ARTICLE TOOLS
Cleaveland: New meds may have big flaws
Dr. Clif Cleaveland, Commentary
Behind the headlines of some “miracle drugs” lurks a disturbing story of marketing excesses on the part of America’s pharmaceutical industry.
This story is detailed by Melody Petersen, a former reporter for the New York Times, in her newly released book, “Our Daily Meds” (Farrar, Straus, Giroux 2008). Anyone who takes, prescribes, or regulates drugs should read this important book.
In the first half of the 20th century, American drug makers scored a succession of triumphs through research and manufacture of such drugs as Streptomycin, one of the first agents effective against tuberculosis, and vaccines such as those engineered to prevent polio. The nation revered its discoverers of new weapons against disease.
While drug research and development became increasingly expensive, manufacturers could reap huge profits from individual drugs. Drug makers were granted patents that protected their discoveries and profits for years.
Concerned by rising profits and promotional practices of the drug companies, U.S. Sen. Estes Kefauver, of Tennessee, convened a series of hearings in the early 1960s to investigate the drug industry. After the hearings began, a pharmaceutical disaster unfolded.
Thalidomide, a drug marketed as a sedative, was identified as the cause of severe deformities in newborns whose mothers had taken the drug. In response to this tragedy, Congress unanimously passed in October 1962 the Kefauver-Harris bill which gave the Food and Drug
Administration authority to regulate promotional practices, but not the
profits, of the drug industry.
Subsequent decades have seen the steady erosion of these restrictions as competition has intensified among drug makers. As costs for developing new medications have risen, companies have increasingly devoted their energies to the manufacture of “me-too” drugs, compounds that are chemically quite similar to drugs already on the market.
Intense marketing becomes necessary if the new agents are to succeed in the marketplace. Companies have sought to expand the clinical uses of established drugs. Marketing practices have increasingly moved into ethically shaky territory.
* New drugs are almost always compared against placebos rather than against similar drugs already in the marketplace.
* Clinical trials are increasingly run by marketing firms who recruit and board subjects in private, research facilities.
* Papers supporting new drugs are often written by marketing firms who recruit scientists to submit the work as their own.

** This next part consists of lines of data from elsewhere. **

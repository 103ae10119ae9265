/// Make a stored image URL servable by prepending `prefix`.
///
/// Empty URLs, URLs that already carry the prefix and URLs with a scheme
/// (`https://...`, `data:image/png;base64,...`) come back unchanged, so
/// applying this twice is the same as applying it once. A URL that carries
/// the prefix minus its leading slashes (`static/x.png` for `/static/`) only
/// gets those slashes back.
pub fn prefix_image_url(url: &str, prefix: &str) -> String {
    if url.is_empty() || prefix.is_empty() || url.starts_with(prefix) || has_scheme(url) {
        return url.to_string();
    }
    let bare_prefix = prefix.trim_start_matches('/');
    let bare_url = url.trim_start_matches('/');
    if carries_prefix(bare_url, bare_prefix) {
        let slashes = &prefix[..prefix.len() - bare_prefix.len()];
        return format!("{slashes}{bare_url}");
    }
    // Avoid "//" when the prefix ends with the separator the URL starts with.
    if prefix.ends_with('/') {
        return format!("{prefix}{}", url.trim_start_matches('/'));
    }
    format!("{prefix}{url}")
}

/// `url` starts with `prefix` at a path boundary.
fn carries_prefix(url: &str, prefix: &str) -> bool {
    if prefix.is_empty() || !url.starts_with(prefix) {
        return false;
    }
    prefix.ends_with('/') || url[prefix.len()..].is_empty() || url[prefix.len()..].starts_with('/')
}

fn has_scheme(url: &str) -> bool {
    let Some((scheme, _)) = url.split_once(':') else {
        return false;
    };
    let mut chars = scheme.chars();
    chars.next().is_some_and(|c| c.is_ascii_alphabetic())
        && chars.all(|c| c.is_ascii_alphanumeric() || matches!(c, '+' | '-' | '.'))
        // Single letters are Windows drive letters, not schemes.
        && scheme.len() > 1
}
pub mod matcher;
pub mod normalize;
pub mod report;
pub mod timeline;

* Negative studies have until recently been suppressed.
* Writers of scientific papers and supporting editorials receive pay from drug companies in the form of consultancies and lecturing fees.

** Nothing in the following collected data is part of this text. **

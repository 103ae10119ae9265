use std::path::Path;
use std::sync::Arc;
use std::time::Duration;

use narration_sync::alignment::report::{ExtractionStatus, MatchOutcome};
use narration_sync::alignment::timeline::is_contiguous;
use narration_sync::config::ExtractorConfig;
use narration_sync::store::{JsonFileStore, MemoryStore};
use narration_sync::{
    AlignmentIssue, DocumentStore, ProjectDocument, Segment, SyncConfig, SyncError, Visual,
    VisualAligner, VisualAlignerBuilder, WordTiming, WordTimingExtractor,
};
use serde_json::json;

struct FixedExtractor(Vec<WordTiming>);

impl WordTimingExtractor for FixedExtractor {
    fn extract(&self, _audio: &Path, _transcript: &str) -> Result<Vec<WordTiming>, SyncError> {
        Ok(self.0.clone())
    }
}

struct FailingExtractor;

impl WordTimingExtractor for FailingExtractor {
    fn extract(&self, audio: &Path, _transcript: &str) -> Result<Vec<WordTiming>, SyncError> {
        Err(SyncError::InvalidInput {
            message: format!("cannot decode {}", audio.display()),
        })
    }
}

struct SlowExtractor(Duration);

impl WordTimingExtractor for SlowExtractor {
    fn extract(&self, _audio: &Path, _transcript: &str) -> Result<Vec<WordTiming>, SyncError> {
        std::thread::sleep(self.0);
        Ok(narration())
    }
}

fn narration() -> Vec<WordTiming> {
    [
        ("Volcanoes", 0.0, 0.6),
        ("form", 0.65, 0.9),
        ("where", 0.95, 1.1),
        ("tectonic", 1.15, 1.6),
        ("plates", 1.65, 2.0),
        ("meet.", 2.05, 2.4),
        ("Lava", 3.0, 3.4),
        ("cools", 3.45, 3.8),
        ("into", 3.85, 4.0),
        ("new", 4.05, 4.3),
        ("rock.", 4.35, 4.9),
    ]
    .into_iter()
    .map(|(word, start, end)| WordTiming::new(word, start, end))
    .collect()
}

fn visual(id: &str, reference_text: &str, image_url: &str) -> Visual {
    let mut visual = Visual::new(id, reference_text);
    visual.image_url = image_url.into();
    visual
}

fn payload_segment() -> Segment {
    let mut segment = Segment::new(7, 6.0);
    segment.narration_text =
        "Volcanoes form where tectonic plates meet. Lava cools into new rock.".into();
    segment.audio_url = "/audio/seg7.flac".into();
    segment.visuals = vec![
        visual("lava", "Lava cools into new rock", "images/lava.png"),
        visual("plates", "tectonic plates meet", "images/plates.png"),
        visual("intro", "Volcanoes form", "https://cdn.example.com/intro.png"),
    ];
    segment
}

fn stored_document() -> ProjectDocument {
    ProjectDocument::from_json(
        "p1",
        json!({
            "id": "p1",
            "title": "Volcanoes",
            "content": {"sections": [{
                "id": "s1",
                "segments": [
                    {"id": 7, "duration": 6.0, "speaker": "narrator", "visuals": []},
                    {"id": 8, "duration": 2.0}
                ]
            }]}
        }),
    )
    .expect("valid document")
}

fn config(media_root: &Path) -> SyncConfig {
    SyncConfig {
        media_root: media_root.to_path_buf(),
        ..SyncConfig::default()
    }
}

fn aligner_with(
    extractor: Arc<dyn WordTimingExtractor>,
    store: Arc<dyn DocumentStore>,
    config: SyncConfig,
) -> VisualAligner {
    VisualAlignerBuilder::new(config)
        .with_extractor(extractor)
        .with_store(store)
        .build()
        .expect("build aligner")
}

fn memory_setup() -> (VisualAligner, Arc<MemoryStore>, tempfile::TempDir) {
    let media = tempfile::tempdir().expect("tempdir");
    let store = Arc::new(MemoryStore::new());
    store.insert(stored_document());
    let aligner = aligner_with(
        Arc::new(FixedExtractor(narration())),
        store.clone(),
        config(media.path()),
    );
    (aligner, store, media)
}

fn assert_close(observed: f64, expected: f64) {
    assert!(
        (observed - expected).abs() < 1e-9,
        "expected {expected}, got {observed}"
    );
}

#[test]
fn segment_visuals_follow_the_narration() {
    let (aligner, store, _media) = memory_setup();
    let alignment = aligner
        .organize_segment_in_project("p1", "s1", payload_segment())
        .expect("organize");

    let visuals = &alignment.segment.visuals;
    let order: Vec<String> = visuals.iter().map(|v| v.id.to_string()).collect();
    assert_eq!(order, ["intro", "plates", "lava"]);
    assert_close(visuals[0].timestamp, 0.0);
    assert_close(visuals[0].duration, 1.15);
    assert_close(visuals[1].timestamp, 1.15);
    assert_close(visuals[1].duration, 1.85);
    assert_close(visuals[2].timestamp, 3.0);
    assert_close(visuals[2].duration, 3.0);
    assert!(is_contiguous(visuals, 6.0));
    assert_eq!(alignment.report.count(MatchOutcome::Exact), 3);

    let stored = store.get("p1").expect("stored project");
    assert_eq!(stored.revision, 1);
    assert_eq!(stored.extra.get("title"), Some(&json!("Volcanoes")));
    let segment = &stored.content.sections[0].segments[0];
    assert_eq!(segment.visuals, alignment.segment.visuals);
    assert_eq!(segment.word_timings.len(), 11);
    assert_eq!(segment.word_timings[6].word, "Lava");
    assert_eq!(segment.extra.get("speaker"), Some(&json!("narrator")));
    assert!(stored.content.sections[0].segments[1].visuals.is_empty());
}

#[test]
fn image_urls_are_prefixed_once() {
    let (aligner, _store, _media) = memory_setup();
    let first = aligner
        .organize_segment_in_project("p1", "s1", payload_segment())
        .expect("first run");
    let urls: Vec<&str> = first
        .segment
        .visuals
        .iter()
        .map(|v| v.image_url.as_str())
        .collect();
    assert_eq!(
        urls,
        [
            "https://cdn.example.com/intro.png",
            "/images/plates.png",
            "/images/lava.png"
        ]
    );

    let second = aligner
        .organize_segment_in_project("p1", "s1", first.segment.clone())
        .expect("second run");
    assert_eq!(second.segment, first.segment);
}

#[test]
fn organizing_twice_is_idempotent() {
    let (aligner, store, _media) = memory_setup();
    let first = aligner
        .organize_segment_in_project("p1", "s1", payload_segment())
        .expect("first run");
    let second = aligner
        .organize_segment_in_project("p1", "s1", payload_segment())
        .expect("second run");
    assert_eq!(first.segment, second.segment);
    assert_eq!(first.report, second.report);
    assert_eq!(store.get("p1").unwrap().revision, 2);
}

#[test]
fn fuzzy_reference_is_accepted() {
    let (aligner, _store, _media) = memory_setup();
    let mut segment = payload_segment();
    segment.visuals[1].reference_text = "tectonic plate meet".into();
    let alignment = aligner
        .organize_segment_in_project("p1", "s1", segment)
        .expect("organize");
    let plates = alignment
        .report
        .visuals
        .iter()
        .find(|v| v.visual_id == "plates")
        .expect("plates outcome");
    assert_eq!(plates.outcome, MatchOutcome::Fuzzy);
    assert_eq!(plates.distance, Some(1));
    assert_close(plates.timestamp, 1.15);
}

#[test]
fn unmatched_reference_keeps_stored_timing_and_is_reported() {
    let (aligner, _store, _media) = memory_setup();
    let mut segment = payload_segment();
    segment.visuals[0].reference_text = "the ocean floor spreads slowly apart".into();
    segment.visuals[0].timestamp = 4.5;
    let alignment = aligner
        .organize_segment_in_project("p1", "s1", segment)
        .expect("organize");

    let lava = alignment
        .segment
        .visuals
        .iter()
        .find(|v| v.id.to_string() == "lava")
        .expect("lava visual");
    assert_close(lava.timestamp, 4.5);
    assert_close(lava.duration, 1.5);
    assert!(alignment.report.issues.iter().any(|issue| matches!(
        issue,
        AlignmentIssue::ReferenceNotFound { visual_id, .. } if visual_id == "lava"
    )));
}

#[test]
fn single_visual_is_returned_unchanged_without_saving() {
    let (aligner, store, _media) = memory_setup();
    let mut segment = payload_segment();
    segment.visuals.truncate(1);
    let alignment = aligner
        .organize_segment_in_project("p1", "s1", segment.clone())
        .expect("organize");
    assert_eq!(alignment.segment, segment);
    assert!(alignment.report.skipped.is_some());
    assert_eq!(store.get("p1").unwrap().revision, 0);
}

#[test]
fn segment_without_visuals_is_rejected() {
    let (aligner, _store, _media) = memory_setup();
    let mut segment = payload_segment();
    segment.visuals.clear();
    let err = aligner
        .organize_segment_in_project("p1", "s1", segment)
        .unwrap_err();
    assert!(matches!(err, SyncError::NoVisuals { .. }));
}

#[test]
fn missing_targets_are_not_found_errors() {
    let (aligner, store, _media) = memory_setup();
    assert!(matches!(
        aligner.organize_segment_in_project("nope", "s1", payload_segment()),
        Err(SyncError::ProjectNotFound { .. })
    ));
    assert!(matches!(
        aligner.organize_segment_in_project("p1", "s9", payload_segment()),
        Err(SyncError::SectionNotFound { .. })
    ));
    let mut stray = payload_segment();
    stray.id = 99.into();
    assert!(matches!(
        aligner.organize_segment_in_project("p1", "s1", stray),
        Err(SyncError::SegmentNotFound { .. })
    ));
    assert_eq!(store.get("p1").unwrap().revision, 0);
}

#[test]
fn extraction_failure_degrades_to_no_timing_data() {
    let media = tempfile::tempdir().expect("tempdir");
    let store = Arc::new(MemoryStore::new());
    store.insert(stored_document());
    let aligner = aligner_with(Arc::new(FailingExtractor), store.clone(), config(media.path()));

    let alignment = aligner
        .organize_segment_in_project("p1", "s1", payload_segment())
        .expect("failure is absorbed");
    assert!(matches!(
        alignment.report.extraction,
        Some(ExtractionStatus::Failed { .. })
    ));
    assert!(matches!(
        alignment.report.issues[0],
        AlignmentIssue::NoTimingData { .. }
    ));
    assert!(alignment.segment.word_timings.is_empty());
    assert_eq!(alignment.report.count(MatchOutcome::NotAttempted), 3);
    assert!(is_contiguous(&alignment.segment.visuals, 6.0));
    assert_eq!(store.get("p1").unwrap().revision, 1);
}

#[test]
fn slow_extraction_times_out() {
    let media = tempfile::tempdir().expect("tempdir");
    let store = Arc::new(MemoryStore::new());
    store.insert(stored_document());
    let config = SyncConfig {
        extraction_timeout_secs: 0.2,
        ..config(media.path())
    };
    let aligner = aligner_with(
        Arc::new(SlowExtractor(Duration::from_secs(3))),
        store,
        config,
    );

    let alignment = aligner
        .organize_segment_in_project("p1", "s1", payload_segment())
        .expect("timeout is absorbed");
    assert_eq!(
        alignment.report.extraction,
        Some(ExtractionStatus::TimedOut { timeout_secs: 0.2 })
    );
    assert!(alignment.segment.word_timings.is_empty());
}

#[cfg(unix)]
#[test]
fn timed_out_command_extractor_does_not_outlive_the_run() {
    let media = tempfile::tempdir().expect("tempdir");
    std::fs::create_dir_all(media.path().join("audio")).expect("audio dir");
    std::fs::write(media.path().join("audio/seg7.flac"), b"not flac").expect("write audio");
    let marker = media.path().join("finished");

    let store = Arc::new(MemoryStore::new());
    store.insert(stored_document());
    let config = SyncConfig {
        extraction_timeout_secs: 0.2,
        extractor: ExtractorConfig::Command {
            program: "sh".to_string(),
            args: vec![
                "-c".to_string(),
                format!(
                    "cat > /dev/null; sleep 1; touch '{}'; echo '[]'",
                    marker.display()
                ),
            ],
        },
        ..config(media.path())
    };
    let aligner = VisualAlignerBuilder::new(config)
        .with_store(store)
        .build()
        .expect("build aligner");

    let alignment = aligner
        .organize_segment_in_project("p1", "s1", payload_segment())
        .expect("timeout is absorbed");
    assert!(alignment.segment.word_timings.is_empty());

    std::thread::sleep(Duration::from_millis(1500));
    assert!(!marker.exists(), "extractor kept running after the timeout");
}

#[test]
fn project_batch_saves_once_through_the_file_store() {
    let media = tempfile::tempdir().expect("tempdir");
    let projects = tempfile::tempdir().expect("tempdir");
    let store = Arc::new(JsonFileStore::new(projects.path()));

    let mut document = stored_document();
    document.content.sections[0].segments[0] = payload_segment();
    store.save(&document).expect("seed project");

    let aligner = aligner_with(
        Arc::new(FixedExtractor(narration())),
        store.clone(),
        config(media.path()),
    );
    let alignment = aligner.organize_project("p1").expect("organize project");
    assert_eq!(alignment.revision, 2);
    assert_eq!(alignment.reports.len(), 2);
    assert!(alignment.reports[0].skipped.is_none());
    assert!(alignment.reports[1].skipped.is_some());

    let reloaded = store.load("p1").unwrap().expect("stored project");
    assert_eq!(reloaded.revision, 2);
    let segment = &reloaded.content.sections[0].segments[0];
    assert!(is_contiguous(&segment.visuals, 6.0));
    assert_eq!(segment.visuals[0].id.to_string(), "intro");
    assert_eq!(segment.word_timings.len(), 11);
}

#[test]
fn project_without_alignable_segments_is_not_rewritten() {
    let (aligner, store, _media) = memory_setup();
    let alignment = aligner.organize_project("p1").expect("organize project");
    assert_eq!(alignment.revision, 0);
    assert!(alignment.reports.iter().all(|r| r.skipped.is_some()));
    assert_eq!(store.get("p1").unwrap().revision, 0);
}

#[test]
fn stored_nulls_survive_a_file_store_run() {
    let media = tempfile::tempdir().expect("tempdir");
    let projects = tempfile::tempdir().expect("tempdir");
    let raw = json!({
        "id": "p1",
        "content": {"sections": [{
            "id": "s1",
            "segments": [{
                "id": 7,
                "narrationText": "Volcanoes form where tectonic plates meet. Lava cools into new rock.",
                "audioUrl": "/audio/seg7.flac",
                "duration": 6.0,
                "visuals": [
                    {"id": "intro", "referenceText": "Volcanoes form", "imageUrl": null,
                     "description": null, "timestamp": null},
                    {"id": "lava", "referenceText": "Lava cools into new rock",
                     "imageUrl": "images/lava.png"}
                ]
            }]
        }]}
    });
    std::fs::write(
        projects.path().join("p1.json"),
        serde_json::to_string(&raw).expect("serialize"),
    )
    .expect("seed project file");

    let store = Arc::new(JsonFileStore::new(projects.path()));
    let aligner = aligner_with(
        Arc::new(FixedExtractor(narration())),
        store.clone(),
        config(media.path()),
    );
    let alignment = aligner.organize_project("p1").expect("organize project");
    assert_eq!(alignment.revision, 1);

    let written: serde_json::Value = serde_json::from_str(
        &std::fs::read_to_string(projects.path().join("p1.json")).expect("read project"),
    )
    .expect("stored json");
    let visuals = &written["content"]["sections"][0]["segments"][0]["visuals"];
    let intro = visuals[0].as_object().expect("intro visual");
    assert_eq!(intro.get("imageUrl"), Some(&serde_json::Value::Null));
    assert_eq!(intro.get("description"), Some(&serde_json::Value::Null));
    assert!(!intro.contains_key("removeBackground"));
    assert_eq!(visuals[1]["imageUrl"], json!("/images/lava.png"));
    assert_eq!(visuals[0]["timestamp"], json!(0.0));
}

* Physicians, whose prescribing habits determine the success of new drugs, are won over by dinners, gifts, all-expense-paid trips to resorts for seminars on a new drug, and speaking fees.
* Promotion of “off-label” use of medications has generated large profits for drug companies.
* Direct-to-consumer advertising of drugs never mentions costs or alternative therapy and glosses over side effects.
n Because medical journals depend heavily upon income from drug
advertisements, they dare not criticize these practices. Physician
organizations are likewise dependent upon grants from drug companies and revenues from their displays for support of scientific meetings. This limits dialog about promotional practices.
* The U.S. Supreme Court is scheduled to rule in its next term on the doctrine of “pre-emption” as it applies to lawsuits against drug makers. Under this principle, a manufacturer would not be liable for injuries resulting from use of a drug once that drug had been approved by the FDA. In its current under-funded and under-manned status, the FDA lacks the resources to determine if medications are safe over time. Vioxx, Rezulin, and Propulsid are recent examples of once popular prescription drugs that have been withdrawn because of adverse reactions that became apparent only after years of use.
Ms. Petersen’s book raises disturbing questions about the integrity and the validity of research that backs drug claims. In effect, seriously flawed research could block lawsuits filed by persons injured by medications.
Consideration of the doctrine of pre-emption should be postponed until research and clinical trials of prescription drugs can be pursued independently, with integrity, and with the close oversight of a fully functioning FDA.